The permanent facility will strengthen campus security and enhance the overall visitor experience.
White House plan
Those who worked on earlier proposals said funding and interagency approval had been persistent obstacles. Former attempts to push a similar White House underground complex were repeatedly halted amid opposition and logistical challenges.
“Can’t afford it, nobody would work on it, Department of Interior wouldn’t approve it,”
Anonymous source familiar with past efforts (to CNN)
The president has defended the ballroom as privately financed, a claim used to deflect some budgetary criticism, though critics question the practical boundaries between private fundraising and public oversight on federal land.
The ballroom project will be fully funded by private donations.
President Donald Trump (statement)
Unconfirmed
- Precise line-item cost breakdowns for the screening facility have not been released; the public figures to date focus on the ballroom.
- Specific private donors pledged for the ballroom were not listed in the filing available publicly at the time of reporting.
- Detailed engineering assessments and environmental reviews required for below-grade work had not been posted with the NCPC packet that was publicly accessible at filing.
Bottom Line
The administration’s proposal to build a 33,000-square-foot underground screening center and a 90,000-square-foot ballroom represents a high-stakes combination of security upgrades and legacy construction. The NCPC’s April 2 review will be a key procedural moment: approval would move the projects toward design and construction, while a rejection or further postponement would leave current temporary access arrangements in place.

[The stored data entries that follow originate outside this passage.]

//! Timing utilities for the driver phases.

use std::time::{Duration, Instant};

use indexmap::IndexMap;
use log::{log_enabled, Level};

/// Execute the given closure while timing it, and pass the duration to the
/// second closure. Nothing is measured unless `level` is enabled.
#[inline(always)]
pub fn timed<T>(op: impl FnOnce() -> T, level: Level, on_elapsed: impl FnOnce(Duration)) -> T {
    if log_enabled!(level) {
        let begin = Instant::now();
        let result = op();
        on_elapsed(begin.elapsed());
        result
    } else {
        op()
    }
}

/// How long each named driver phase took, in the order the phases first ran.
#[derive(Debug, Default, Clone)]
pub struct PhaseTimings {
    timings: IndexMap<&'static str, Duration>,
}

impl PhaseTimings {
    pub fn new() -> Self {
        Self::default()
    }

    /// Record a phase. Repeated phases are accumulated into the first entry.
    pub fn record(&mut self, name: &'static str, time: Duration) {
        self.timings.entry(name).and_modify(|e| *e += time).or_insert(time);
    }

    pub fn iter(&self) -> impl Iterator<Item = (&'static str, Duration)> + '_ {
        self.timings.iter().map(|(name, time)| (*name, *time))
    }

    pub fn total(&self) -> Duration {
        self.timings.values().sum()
    }

    /// Emit every recorded phase as a `debug` log record.
    pub fn report(&self) {
        for (name, time) in self.iter() {
            log::debug!("{name:<10} {time:?}");
        }
    }
}
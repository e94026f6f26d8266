//! The `syqure` binary: compiles a Sequre program with the Codon toolchain
//! and runs it, or only builds it, or analyses it statically.

mod args;

use std::{panic, process};

use clap::Parser;
use log::LevelFilter;
use syqure_analysis::{AnalysisError, analyze_file, report::write_report};
use syqure_driver::{RunOutput, Syqure};
use syqure_pipeline::settings::CompileOptions;
use syqure_utils::{
    crash::crash_handler, highlight::report_error, logging::CompilerLogger,
    stream::CompilerOutputStream, stream_write, stream_writeln,
};

use crate::args::CompilerOptions;

pub static CONSOLE_LOGGER: CompilerLogger = CompilerLogger::new();

/// Write the output of a program back out to where it would have gone.
fn replay(stdout: &str, stderr: &str) {
    stream_write!(CompilerOutputStream::stdout(), "{stdout}");
    stream_write!(CompilerOutputStream::stderr(), "{stderr}");
}

fn analyze(options: &CompilerOptions) -> Result<(), AnalysisError> {
    let analysis = analyze_file(&options.source)?;

    if options.json {
        stream_writeln!(CompilerOutputStream::stdout(), "{}", analysis.to_json()?);
    } else {
        write_report(&analysis, CompilerOutputStream::stdout());
    }

    Ok(())
}

fn main() {
    panic::set_hook(Box::new(crash_handler));

    let options = CompilerOptions::parse();
    let level = if options.debug { LevelFilter::Debug } else { LevelFilter::Warn };

    if let Err(error) =
        CONSOLE_LOGGER.install(CompilerOutputStream::stdout(), CompilerOutputStream::stderr(), level)
    {
        eprintln!("couldn't initialise the logger: {error}");
    }

    if options.analyze {
        if let Err(error) = analyze(&options) {
            report_error(CompilerOutputStream::stderr(), error);
            process::exit(1);
        }

        return;
    }

    let show_version = options.version_info;
    let source = options.source.clone();
    let mut syqure = Syqure::new(CompileOptions::from(options));

    if show_version {
        stream_writeln!(CompilerOutputStream::stdout(), "codon {}", syqure.version());
    }

    log::debug!("using the installation at `{}`", syqure.install().root.display());

    match syqure.compile_and_maybe_run(&source) {
        Ok(RunOutput { stdout, stderr, output_path }) => {
            replay(&stdout, &stderr);

            if let Some(path) = output_path {
                stream_writeln!(CompilerOutputStream::stdout(), "Built executable at {}", path.display());
            }
        }
        Err(error) => {
            if let Some((stdout, stderr)) = error.captured_output() {
                replay(stdout, stderr);
            }

            error.report_and_exit();
        }
    }
}
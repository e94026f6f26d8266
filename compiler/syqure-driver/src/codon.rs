//! A [Toolchain] backed by the `codon` command-line compiler.
//!
//! Compiling builds the program into a scratch directory owned by the
//! session, which is removed along with the session.
//! Running executes the built artifact as a child that inherits the
//! standard streams, so whatever the driver has done to them (suppressing or
//! capturing) applies to the program too.
use std::{
    fs,
    io::{self, Write},
    path::{Path, PathBuf},
    process::{Command, Output},
};

use tempfile::TempDir;

use syqure_pipeline::{
    fs::{CODON_PATH_VAR, CODON_PLUGIN_PATH_VAR},
    interface::{CompilerSession, LinkOptions, Toolchain, ToolchainError, ToolchainResult},
    settings::CompilerSettings,
};

/// The `codon` compiler binary of an installation.
#[derive(Debug, Clone)]
pub struct CodonCli {
    binary: PathBuf,
}

impl CodonCli {
    pub fn new(binary: impl Into<PathBuf>) -> Self {
        Self { binary: binary.into() }
    }

    pub fn binary(&self) -> &Path {
        &self.binary
    }
}

impl Toolchain for CodonCli {
    type Session = CodonSession;

    fn version(&self) -> String {
        match Command::new(&self.binary).arg("--version").output() {
            Ok(output) if output.status.success() => {
                String::from_utf8_lossy(&output.stdout).trim().to_string()
            }
            Ok(output) => {
                log::debug!("`{} --version` exited with {}", self.binary.display(), output.status);
                "unknown".to_string()
            }
            Err(error) => {
                log::debug!("couldn't run `{}`: {error}", self.binary.display());
                "unknown".to_string()
            }
        }
    }

    fn create_session(&self, settings: &CompilerSettings) -> Self::Session {
        CodonSession::new(self.binary.clone(), settings.clone())
    }
}

/// One `codon build` invocation and the artifact it produces.
#[derive(Debug)]
pub struct CodonSession {
    binary: PathBuf,
    settings: CompilerSettings,
    plugins: Vec<String>,
    input: Option<PathBuf>,
    artifact: Option<PathBuf>,

    /// Where the artifact is built, created on the first compile.
    scratch: Option<TempDir>,
}

impl CodonSession {
    fn new(binary: PathBuf, settings: CompilerSettings) -> Self {
        Self { binary, settings, plugins: Vec::new(), input: None, artifact: None, scratch: None }
    }

    /// The arguments of the `codon build` invocation that writes the
    /// program for `input` to `artifact`.
    pub fn build_args(&self, input: &Path, artifact: &Path) -> Vec<String> {
        let settings = &self.settings;
        let mut args = vec!["build".to_string()];

        args.push(if settings.optimisation_level.is_release() { "-release" } else { "-debug" }.into());

        for plugin in &self.plugins {
            args.extend(["-plugin".to_string(), plugin.clone()]);
        }

        for pass in &settings.disabled_passes {
            args.extend(["-disable-opt".to_string(), pass.clone()]);
        }

        for lib in &settings.libs {
            args.extend(["-l".to_string(), lib.clone()]);
        }

        if !settings.linker_flags.is_empty() {
            args.extend(["-linker-flags".to_string(), settings.linker_flags.clone()]);
        }

        if settings.shared_lib {
            args.push("-lib".to_string());
        }

        args.extend([
            "-o".to_string(),
            artifact.to_string_lossy().into_owned(),
            input.to_string_lossy().into_owned(),
        ]);

        args
    }

    fn command(&self) -> Command {
        let mut command = Command::new(&self.binary);

        if let Some(stdlib) = &self.settings.stdlib_path {
            command.env(CODON_PATH_VAR, stdlib);
        }

        if let Some(plugins) = &self.settings.plugin_path {
            command.env(CODON_PLUGIN_PATH_VAR, plugins);
        }

        command
    }

    fn artifact(&self) -> ToolchainResult<&Path> {
        self.artifact.as_deref().ok_or_else(|| ToolchainError::other("the program hasn't been compiled"))
    }

    /// Where the artifact built for `input` goes.
    fn scratch_artifact(&mut self, input: &Path) -> ToolchainResult<PathBuf> {
        let dir = match self.scratch.take() {
            Some(dir) => dir,
            None => tempfile::Builder::new().prefix("syqure-").tempdir()?,
        };

        let name = input.file_stem().map(|stem| stem.to_os_string()).unwrap_or_else(|| "program".into());
        let artifact = dir.path().join(name);

        self.scratch = Some(dir);
        Ok(artifact)
    }
}

/// Turn a failed `codon` invocation into an error that carries its
/// diagnostics.
fn failed(output: &Output) -> ToolchainError {
    let diagnostics = String::from_utf8_lossy(&output.stderr);

    if diagnostics.trim().is_empty() {
        ToolchainError::other(format!("codon exited with {}", output.status))
    } else {
        ToolchainError::parser(diagnostics.trim_end())
    }
}

impl CompilerSession for CodonSession {
    fn load_plugin(&mut self, plugin: &str) -> ToolchainResult<()> {
        let looks_like_path = plugin.contains(std::path::MAIN_SEPARATOR);

        if looks_like_path && !Path::new(plugin).exists() {
            return Err(ToolchainError::plugin(format!("plugin `{plugin}` not found")));
        }

        self.plugins.push(plugin.to_string());
        Ok(())
    }

    fn parse_file(&mut self, input: &Path) -> ToolchainResult<()> {
        if !input.is_file() {
            return Err(ToolchainError::parser(format!("couldn't read `{}`", input.display())));
        }

        self.input = Some(input.to_path_buf());
        Ok(())
    }

    fn compile(&mut self) -> ToolchainResult<()> {
        let input = self
            .input
            .clone()
            .ok_or_else(|| ToolchainError::other("no input was parsed"))?;
        let artifact = self.scratch_artifact(&input)?;

        let output = self.command().args(self.build_args(&input, &artifact)).output()?;

        // Warnings of a successful build go through the process's own stream,
        // which is where the driver suppresses them.
        if !output.stderr.is_empty() && output.status.success() {
            let _ = io::stderr().write_all(&output.stderr);
        }

        if !output.status.success() {
            return Err(failed(&output));
        }

        self.artifact = Some(artifact);
        Ok(())
    }

    fn run(&mut self, args: &[String], _libs: &[String]) -> ToolchainResult<()> {
        // Libraries were linked into the artifact when it was compiled.
        let artifact = self.artifact()?;
        let mut command = Command::new(artifact);

        if let Some((name, rest)) = args.split_first() {
            #[cfg(unix)]
            std::os::unix::process::CommandExt::arg0(&mut command, name);
            command.args(rest);
        }

        let status = command.status()?;

        if status.success() {
            Ok(())
        } else {
            Err(ToolchainError::runtime(format!("program exited with {status}")))
        }
    }

    fn write_executable(&mut self, output: &Path, link: LinkOptions<'_>) -> ToolchainResult<()> {
        if link.shared_lib != self.settings.shared_lib {
            return Err(ToolchainError::other("the program was compiled for a different link mode"));
        }

        fs::copy(self.artifact()?, output)?;
        Ok(())
    }
}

Beyond approvals, the most consequential debates will concern cost, oversight, and the preservation of public space around the White House. Even if the ballroom is privately financed, the visible transformations to Lafayette Park and the long-term implications for public access will shape legal, political, and community responses for years to come.
Sources
- CNN (news organization) — original reporting on the White House submission and NCPC agenda.
- National Capital Planning Commission (federal advisory commission) — responsible for federal land approvals and agenda postings.
- Associated Press (news organization) — reported on administration renovation plans referenced in filings.
- National Park Service (federal agency) — conducted post-9/11 studies related to visitor screening options.